Por que mesmo com vitória em Gaza Israel não conseguirá eliminar o Hamas

Gaza está cercada pelas tropas de Israel. É forte o sinal de derrota para as tropas do Hamas, mas não para os membros do governo dessa organização terrorista.

Os integrantes do vértice do Hamas vivem fora de Gaza, sem riscos. O seu líder máximo, Ismail Haniyer, mora no Catar, depois de ter sido expulso da Turquia.

A cumplicidade do Irã será suficiente para manter vivo o vértice do Hamas e sua meta de apagar o Estado de Israel do mapa do Oriente Médio.

Em razão desse quadro de cerco a Gaza, a apontar para o sucesso da operação israelense Escudo de Ferro sobre a Tempestade Al-Aqsa do Hamas , começam as costuras para o "day after".

Em outras e duras palavras, como será a gestão de Gaza, pós-Hamas? Como será o "Dia Seguinte" de Israel, com ou sem Benjamin Netanyahu?

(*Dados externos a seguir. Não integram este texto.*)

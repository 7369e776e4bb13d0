pub mod layout;
pub mod segment;
pub mod string_arena;
pub mod value_store;
pub mod checkpoint;
pub mod file_lock;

Dia seguinte sem Netanyahu

Reuven Hazan, professor da Universidade Hebraica de Jerusalém e cientista político disputado como fonte dos jornalistas europeus, acertou ao dizer, no começo de um conflito que chega ao 27º dia, que o primeiro-ministro de Israel, Benjamin Netanyahu, não cairia durante a disputa armada com o Hamas.

No início dos confrontos, dois entre três residentes em Israel entendiam que Netanyahu era responsável pelas falhas na segurança, que já deixaram mais de 1.100 judeus mortos, 242 reféns e mais de 500 feridos.

Hazan frisou que o comportamento ocidental é diverso do hebraico, pois em Israel mantém-se o premiê e forças de oposição formam com ele um gabinete de apoio em tempos de conflito. Isso de fato aconteceu e nunca se cogitou a substituição, no curso dos confrontos, do primeiro-ministro israelense.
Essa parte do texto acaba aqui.